* Work to be completed
When the word "info" appears in a line of the data below, list that line.

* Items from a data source
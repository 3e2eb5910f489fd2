use serde::{Deserialize, Serialize};

// --- Explore response ---

/// One widget descriptor from the explore response. The `request` payload is
/// passed back verbatim to the widgetdata endpoint together with the token.
#[derive(Debug, Clone, Deserialize)]
pub struct Widget {
    pub id: String,
    pub token: String,
    pub request: serde_json::Value,
}

#[derive(Debug, Clone, Deserialize)]
pub(crate) struct ExploreResponse {
    pub widgets: Vec<Widget>,
}

// --- Timeseries (widgetdata/multiline) ---

#[derive(Debug, Clone, Deserialize)]
pub(crate) struct MultilineResponse {
    pub default: MultilineDefault,
}

#[derive(Debug, Clone, Deserialize)]
pub(crate) struct MultilineDefault {
    #[serde(rename = "timelineData")]
    pub timeline_data: Vec<TimelinePoint>,
}

/// One sampled point across all queried terms. `value[i]` belongs to the
/// i-th comparison item of the originating explore request.
#[derive(Debug, Clone, Deserialize)]
pub struct TimelinePoint {
    pub time: String,
    #[serde(default)]
    pub value: Vec<f64>,
}

// --- Related queries (widgetdata/relatedsearches) ---

#[derive(Debug, Clone, Deserialize)]
pub(crate) struct RelatedResponse {
    pub default: RelatedDefault,
}

#[derive(Debug, Clone, Deserialize)]
pub(crate) struct RelatedDefault {
    /// First list is "top", second is "rising". Either may be absent.
    #[serde(rename = "rankedList", default)]
    pub ranked_list: Vec<RankedList>,
}

#[derive(Debug, Clone, Deserialize)]
pub(crate) struct RankedList {
    #[serde(rename = "rankedKeyword", default)]
    pub ranked_keyword: Vec<RankedKeyword>,
}

#[derive(Debug, Clone, Deserialize)]
pub(crate) struct RankedKeyword {
    pub query: String,
    #[serde(default)]
    pub value: i64,
}

// --- Public result types ---

/// A related search term with its popularity value (0–100 for "top",
/// percentage growth for "rising").
#[derive(Debug, Clone, PartialEq, Eq, Serialize, Deserialize)]
pub struct RelatedEntry {
    pub query: String,
    pub value: i64,
}

/// The two related-queries listings for one source term.
#[derive(Debug, Clone, Default, PartialEq, Eq, Serialize, Deserialize)]
pub struct RelatedQueries {
    pub top: Vec<RelatedEntry>,
    pub rising: Vec<RelatedEntry>,
}
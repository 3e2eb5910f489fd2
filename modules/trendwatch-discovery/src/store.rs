//! Postgres-backed snapshot persistence.

use anyhow::Result;
use async_trait::async_trait;
use chrono::{DateTime, Utc};
use sqlx::{PgPool, Row};

use trendwatch_common::DiscoverySnapshot;

use crate::traits::SnapshotStore;

/// Append-only snapshot table. Stale rows are never deleted; recency
/// ordering supersedes them.
#[derive(Clone)]
pub struct PgSnapshotStore {
    pool: PgPool,
}

impl PgSnapshotStore {
    pub fn new(pool: PgPool) -> Self {
        Self { pool }
    }

    /// Create the snapshot table and lookup index if missing. Idempotent.
    pub async fn ensure_schema(&self) -> Result<()> {
        sqlx::query(
            r#"
            CREATE TABLE IF NOT EXISTS keyword_snapshots (
                id               BIGSERIAL    PRIMARY KEY,
                scenario         TEXT         NOT NULL,
                geo              TEXT         NOT NULL DEFAULT 'TW',
                top_keywords     JSONB        NOT NULL,
                related_keywords JSONB        NOT NULL,
                created_at       TIMESTAMPTZ  NOT NULL DEFAULT now()
            )
            "#,
        )
        .execute(&self.pool)
        .await?;

        sqlx::query(
            "CREATE INDEX IF NOT EXISTS idx_kw_snap_lookup
             ON keyword_snapshots (scenario, geo, created_at DESC)",
        )
        .execute(&self.pool)
        .await?;

        Ok(())
    }
}

#[async_trait]
impl SnapshotStore for PgSnapshotStore {
    async fn insert(&self, snapshot: &DiscoverySnapshot) -> Result<()> {
        sqlx::query(
            "INSERT INTO keyword_snapshots
                 (scenario, geo, top_keywords, related_keywords, created_at)
             VALUES ($1, $2, $3, $4, $5)",
        )
        .bind(&snapshot.scenario)
        .bind(&snapshot.geo)
        .bind(serde_json::to_value(&snapshot.top_keywords)?)
        .bind(serde_json::to_value(&snapshot.related_keywords)?)
        .bind(snapshot.created_at)
        .execute(&self.pool)
        .await?;

        Ok(())
    }

    async fn latest_since(
        &self,
        scenario: &str,
        geo: &str,
        cutoff: DateTime<Utc>,
    ) -> Result<Option<DiscoverySnapshot>> {
        let row = sqlx::query(
            "SELECT scenario, geo, top_keywords, related_keywords, created_at
             FROM keyword_snapshots
             WHERE scenario = $1 AND geo = $2 AND created_at >= $3
             ORDER BY created_at DESC
             LIMIT 1",
        )
        .bind(scenario)
        .bind(geo)
        .bind(cutoff)
        .fetch_optional(&self.pool)
        .await?;

        row.map(|row| -> Result<DiscoverySnapshot> {
            let top: serde_json::Value = row.try_get("top_keywords")?;
            let related: serde_json::Value = row.try_get("related_keywords")?;
            Ok(DiscoverySnapshot {
                scenario: row.try_get("scenario")?,
                geo: row.try_get("geo")?,
                top_keywords: serde_json::from_value(top)?,
                related_keywords: serde_json::from_value(related)?,
                created_at: row.try_get("created_at")?,
            })
        })
        .transpose()
    }
}
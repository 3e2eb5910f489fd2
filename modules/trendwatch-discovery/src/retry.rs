//! Bounded retry for rate-limited trend source calls.

use std::future::Future;

use tracing::warn;

use gtrends_client::{Result, TrendsError};

use crate::config::RetryPolicy;
use crate::traits::Sleeper;

/// Invoke `op`, absorbing the rate-limit signal with a fixed backoff, up to
/// `policy.max_attempts` attempts in total. Every other error propagates on
/// first occurrence; retry is exclusively for the rate-limit signal.
pub async fn call_with_retry<T, F, Fut>(
    policy: RetryPolicy,
    sleeper: &dyn Sleeper,
    mut op: F,
) -> Result<T>
where
    F: FnMut() -> Fut,
    Fut: Future<Output = Result<T>>,
{
    let mut attempt = 1u32;
    loop {
        match op().await {
            Err(TrendsError::RateLimited) if attempt < policy.max_attempts => {
                warn!(
                    attempt,
                    max_attempts = policy.max_attempts,
                    backoff_secs = policy.backoff.as_secs(),
                    "Rate limited (429), backing off before retry"
                );
                sleeper.sleep(policy.backoff).await;
                attempt += 1;
            }
            other => return other,
        }
    }
}
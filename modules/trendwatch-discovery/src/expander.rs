//! Related-term expansion: chunked related-queries calls, deduplicated by
//! normalized term text.

use std::collections::HashSet;

use tracing::{info, warn};

use gtrends_client::RelatedEntry;
use trendwatch_common::{RelatedKeyword, ResultClass, ScoredKeyword};

use crate::config::DiscoveryConfig;
use crate::retry::call_with_retry;
use crate::traits::{Sleeper, TrendSource};

pub struct RelatedExpander<'a> {
    source: &'a dyn TrendSource,
    sleeper: &'a dyn Sleeper,
    config: &'a DiscoveryConfig,
}

impl<'a> RelatedExpander<'a> {
    pub fn new(
        source: &'a dyn TrendSource,
        sleeper: &'a dyn Sleeper,
        config: &'a DiscoveryConfig,
    ) -> Self {
        Self {
            source,
            sleeper,
            config,
        }
    }

    /// Expand the top keywords into related terms, taking up to
    /// `max_per_term` entries per source term and listing ("top" before
    /// "rising"). The first occurrence of a normalized term wins; later
    /// duplicates are dropped. A failed chunk is skipped, the rest still
    /// contribute.
    pub async fn expand_related(
        &self,
        top_keywords: &[ScoredKeyword],
        geo: &str,
        max_per_term: usize,
    ) -> Vec<RelatedKeyword> {
        let mut seen: HashSet<String> = HashSet::new();
        let mut related: Vec<RelatedKeyword> = Vec::new();

        let terms: Vec<String> = top_keywords.iter().map(|k| k.term.clone()).collect();
        let chunks: Vec<&[String]> = terms.chunks(self.config.chunk_size).collect();
        let total = chunks.len();

        for (idx, chunk) in chunks.iter().enumerate() {
            info!(batch = idx + 1, total, terms = ?chunk, "Expanding related queries");

            let result = call_with_retry(self.config.retry, self.sleeper, || {
                self.source
                    .related_queries(chunk, geo, &self.config.timeframe)
            })
            .await;

            match result {
                Ok(results) => {
                    for term in chunk.iter() {
                        let Some(queries) = results.get(term) else {
                            continue;
                        };
                        collect_listing(
                            &mut related,
                            &mut seen,
                            term,
                            ResultClass::Top,
                            &queries.top,
                            max_per_term,
                        );
                        collect_listing(
                            &mut related,
                            &mut seen,
                            term,
                            ResultClass::Rising,
                            &queries.rising,
                            max_per_term,
                        );
                    }
                }
                Err(e) => {
                    warn!(terms = ?chunk, error = %e, "Related batch failed, skipping");
                }
            }

            if idx + 1 < total {
                self.sleeper.sleep(self.config.chunk_pause).await;
            }
        }

        info!(count = related.len(), "Related keywords collected");
        related
    }
}

fn collect_listing(
    out: &mut Vec<RelatedKeyword>,
    seen: &mut HashSet<String>,
    source_term: &str,
    result_class: ResultClass,
    entries: &[RelatedEntry],
    max_per_term: usize,
) {
    for entry in entries.iter().take(max_per_term) {
        let term = entry.query.trim();
        if term.is_empty() || seen.contains(term) {
            continue;
        }
        seen.insert(term.to_string());
        out.push(RelatedKeyword {
            term: term.to_string(),
            source_term: source_term.to_string(),
            result_class,
            value: entry.value.max(0),
        });
    }
}
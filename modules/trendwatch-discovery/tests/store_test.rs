//! Integration tests for PgSnapshotStore.
//! Requires a Postgres instance. Set DATABASE_TEST_URL or these tests are
//! skipped.

use chrono::{Duration, Utc};
use sqlx::PgPool;

use trendwatch_common::{DiscoverySnapshot, RelatedKeyword, ResultClass, ScoredKeyword};
use trendwatch_discovery::traits::SnapshotStore;
use trendwatch_discovery::PgSnapshotStore;

async fn test_store() -> Option<PgSnapshotStore> {
    let url = std::env::var("DATABASE_TEST_URL").ok()?;
    let pool = PgPool::connect(&url).await.ok()?;
    let store = PgSnapshotStore::new(pool);
    store.ensure_schema().await.ok()?;
    Some(store)
}

fn snapshot(scenario: &str, geo: &str, term: &str, age: Duration) -> DiscoverySnapshot {
    DiscoverySnapshot {
        scenario: scenario.to_string(),
        geo: geo.to_string(),
        top_keywords: vec![ScoredKeyword {
            term: term.to_string(),
            score: 80.0,
        }],
        related_keywords: vec![RelatedKeyword {
            term: format!("{term} 相關"),
            source_term: term.to_string(),
            result_class: ResultClass::Top,
            value: 100,
        }],
        created_at: Utc::now() - age,
    }
}

#[tokio::test]
async fn insert_then_latest_since_round_trips() {
    let Some(store) = test_store().await else {
        return;
    };

    let written = snapshot("旅遊", "round-trip", "旅遊", Duration::zero());
    store.insert(&written).await.unwrap();

    let read = store
        .latest_since("旅遊", "round-trip", Utc::now() - Duration::days(7))
        .await
        .unwrap()
        .unwrap();

    assert_eq!(read.top_keywords, written.top_keywords);
    assert_eq!(read.related_keywords, written.related_keywords);
    assert_eq!(read.scenario, "旅遊");
}

#[tokio::test]
async fn cutoff_excludes_stale_rows() {
    let Some(store) = test_store().await else {
        return;
    };

    store
        .insert(&snapshot("旅遊", "cutoff", "舊資料", Duration::days(10)))
        .await
        .unwrap();

    let fresh = store
        .latest_since("旅遊", "cutoff", Utc::now() - Duration::days(7))
        .await
        .unwrap();
    assert!(fresh.is_none());

    // A wider window still finds it.
    let wide = store
        .latest_since("旅遊", "cutoff", Utc::now() - Duration::days(30))
        .await
        .unwrap();
    assert!(wide.is_some());
}

#[tokio::test]
async fn most_recent_matching_row_wins() {
    let Some(store) = test_store().await else {
        return;
    };

    store
        .insert(&snapshot("健康", "ordering", "第一", Duration::hours(3)))
        .await
        .unwrap();
    store
        .insert(&snapshot("健康", "ordering", "第二", Duration::hours(1)))
        .await
        .unwrap();

    let latest = store
        .latest_since("健康", "ordering", Utc::now() - Duration::days(7))
        .await
        .unwrap()
        .unwrap();
    assert_eq!(latest.top_keywords[0].term, "第二");
}

#[tokio::test]
async fn rows_are_scoped_by_scenario_and_geo() {
    let Some(store) = test_store().await else {
        return;
    };

    store
        .insert(&snapshot("牙科", "scoping", "植牙", Duration::zero()))
        .await
        .unwrap();

    let cutoff = Utc::now() - Duration::days(7);
    assert!(store
        .latest_since("牙科", "other-geo", cutoff)
        .await
        .unwrap()
        .is_none());
    assert!(store
        .latest_since("保健品", "scoping", cutoff)
        .await
        .unwrap()
        .is_none());
    assert!(store
        .latest_since("牙科", "scoping", cutoff)
        .await
        .unwrap()
        .is_some());
}
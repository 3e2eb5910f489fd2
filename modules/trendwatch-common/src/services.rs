//! Curated keyword → service/product lookup.
//!
//! Deterministic, human-curated tables. The first entry per keyword is the
//! primary service, the rest are extended recommendations. Lookup order:
//! exact match, fuzzy containment either way, scenario-level fallback.

const KEYWORD_SERVICES: &[(&str, &[&str])] = &[
    // 旅遊
    ("旅遊", &["旅遊套裝行程", "旅遊保險", "旅遊信用卡"]),
    ("機票", &["機票比價平台", "廉價航空票券", "商務艙升等"]),
    ("訂房", &["訂房平台（Booking/Agoda）", "飯店比價", "早鳥優惠"]),
    ("背包客", &["青年旅舍（Hostel）", "廉價機票", "旅遊行李箱"]),
    ("出國", &["出國旅遊保險", "國際漫遊方案", "換匯服務"]),
    ("國內旅遊", &["國內民宿預訂", "高鐵/台鐵票券", "景點門票"]),
    ("民宿", &["民宿預訂平台", "特色民宿體驗", "民宿禮券"]),
    ("旅行社", &["套裝旅遊行程", "客製化旅遊規劃", "跟團旅遊"]),
    ("自由行", &["自由行行程規劃", "景點票券", "租車服務"]),
    ("旅遊景點", &["景點門票預訂", "導覽解說服務", "周邊住宿"]),
    ("便宜機票", &["機票比價平台", "廉價航空訂票", "Last-minute 特惠"]),
    ("旅遊推薦", &["旅遊部落格廣告", "旅遊 App", "KOL 爆料合作"]),
    ("日本旅遊", &["日本旅遊套餐", "JR Pass 鐵路券", "日本 SIM 卡"]),
    ("韓國旅遊", &["韓國旅遊套餐", "K-ETA 電子旅行許可", "韓國 SIM 卡"]),
    ("歐洲旅遊", &["歐洲旅遊套餐", "申根保險", "歐洲火車通票"]),
    ("旅遊保險", &["旅遊平安險", "海外醫療險", "行李遺失理賠"]),
    ("租車", &["租車平台", "國際駕照申請", "GPS 租賃"]),
    // 健康
    ("健康", &["健康檢查套組", "健康管理 App", "健康諮詢服務"]),
    ("養生", &["養生食品", "中醫調理", "養生課程"]),
    ("運動", &["健身房會員", "運動器材", "線上運動課程"]),
    ("睡眠", &["助眠枕頭/床墊", "睡眠追蹤裝置", "助眠營養品"]),
    ("心理健康", &["心理諮商預約", "冥想 App", "壓力管理課程"]),
    ("飲食", &["健康餐盒訂閱", "營養諮詢", "飲食記錄 App"]),
    ("減重", &["減重計畫課程", "代餐/瘦身產品", "健身教練"]),
    ("體重管理", &["體重管理計畫", "代謝檢測", "低卡餐盒"]),
    ("免疫力", &["免疫力保健品", "維他命 C/D", "中醫調補"]),
    ("健檢", &["健康檢查套組", "健康檢查中心", "遠端健康監測"]),
    ("瑜珈", &["瑜珈課程", "瑜珈墊/服裝", "線上瑜珈訂閱"]),
    ("健身", &["健身房會籍", "個人教練", "蛋白質補充品"]),
    ("慢跑", &["跑步鞋", "運動追蹤裝置", "馬拉松報名"]),
    ("排毒", &["排毒飲品", "腸道保健品", "SPA 排毒療程"]),
    // 牙科
    ("牙科", &["牙科診所預約", "口腔健康保險", "電動牙刷"]),
    ("牙醫", &["牙科診所推薦", "牙醫看診預約", "牙科健保方案"]),
    ("矯正", &["牙齒矯正諮詢", "隱形矯正（隱適美）", "矯正費用估算"]),
    ("植牙", &["植牙手術諮詢", "All-on-4 全口重建", "植牙分期付款"]),
    ("洗牙", &["洗牙預約", "超音波潔牙", "居家潔牙組"]),
    ("牙周病", &["牙周病治療", "牙周雷射療程", "牙周保養品"]),
    ("蛀牙", &["蛀牙填補/根管治療", "兒童牙科", "防蛀牙膏"]),
    ("假牙", &["陶瓷假牙", "活動假牙", "全瓷冠修復"]),
    ("牙齒美白", &["冷光美白療程", "居家美白貼片", "美白牙膏"]),
    ("隱適美", &["隱適美矯正諮詢", "Invisalign 套組", "透明矯正器"]),
    ("牙套", &["金屬矯正牙套", "陶瓷牙套", "夜間磨牙防護套"]),
    ("牙結石", &["牙結石清除", "超音波洗牙", "抑菌漱口水"]),
    // 保健品
    ("保健品", &["綜合保健品方案", "保健品訂閱盒", "保健品比價平台"]),
    ("維他命", &["綜合維他命", "維他命 D3/K2", "兒童維他命軟糖"]),
    ("益生菌", &["益生菌膠囊", "益生菌飲品", "腸道菌相檢測"]),
    ("膠原蛋白", &["膠原蛋白粉/飲", "口服美容保健品", "抗老化組合"]),
    ("魚油", &["Omega-3 魚油", "深海魚油膠囊", "兒童魚油"]),
    ("葉黃素", &["葉黃素護眼膠囊", "葉黃素飲品", "3C 護眼組合"]),
    ("鈣片", &["鈣+D3 補充品", "兒童成長鈣", "老年骨骼保健"]),
    ("保健食品", &["功能性保健食品", "有機保健品", "台灣製保健品"]),
    ("營養補充", &["運動營養品", "術後營養補充", "全方位複合維生素"]),
    ("抗氧化", &["抗氧化保健品（Q10）", "白藜蘆醇", "維他命 C 高劑量"]),
    ("蛋白質", &["乳清蛋白", "植物性蛋白粉", "高蛋白飲食計畫"]),
    ("薑黃", &["薑黃膠囊", "薑黃拿鐵", "消炎抗氧化組合"]),
];

/// Scenario-level fallback when a keyword has no entry of its own.
const SCENARIO_FALLBACK: &[(&str, &[&str])] = &[
    ("旅遊", &["旅遊規劃服務", "住宿預訂", "旅遊保險"]),
    ("健康", &["健康檢查", "保健品", "健身課程"]),
    ("牙科", &["牙科診所諮詢", "口腔保健品", "矯正評估"]),
    ("保健品", &["保健品訂閱", "營養諮詢", "健康管理"]),
];

/// Services for a keyword: exact match first, then fuzzy containment in
/// either direction, then the scenario fallback, else empty.
pub fn services_for(term: &str, scenario: &str) -> Vec<String> {
    if let Some((_, svcs)) = KEYWORD_SERVICES.iter().find(|(key, _)| *key == term) {
        return svcs.iter().map(|s| (*s).to_string()).collect();
    }

    if !term.is_empty() {
        if let Some((_, svcs)) = KEYWORD_SERVICES
            .iter()
            .find(|(key, _)| term.contains(key) || key.contains(term))
        {
            return svcs.iter().map(|s| (*s).to_string()).collect();
        }
    }

    if let Some((_, svcs)) = SCENARIO_FALLBACK
        .iter()
        .find(|(name, _)| *name == scenario)
    {
        return svcs.iter().map(|s| (*s).to_string()).collect();
    }

    Vec::new()
}

#[cfg(test)]
mod tests {
    use super::*;

    #[test]
    fn exact_match_wins() {
        assert_eq!(
            services_for("機票", "旅遊"),
            vec!["機票比價平台", "廉價航空票券", "商務艙升等"]
        );
    }

    #[test]
    fn fuzzy_match_on_containment() {
        // "沖繩旅遊" contains the known key "旅遊"
        let svcs = services_for("沖繩旅遊", "");
        assert_eq!(svcs[0], "旅遊套裝行程");
    }

    #[test]
    fn falls_back_to_scenario() {
        assert_eq!(
            services_for("völlig unbekannt", "牙科"),
            vec!["牙科診所諮詢", "口腔保健品", "矯正評估"]
        );
    }

    #[test]
    fn empty_when_nothing_matches() {
        assert!(services_for("völlig unbekannt", "sports").is_empty());
    }
}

* Final answer
use tracing::{info, warn};
            info!(batch = idx + 1, total, terms = ?chunk, "Expanding related queries");
        info!(count = related.len(), "Related keywords collected");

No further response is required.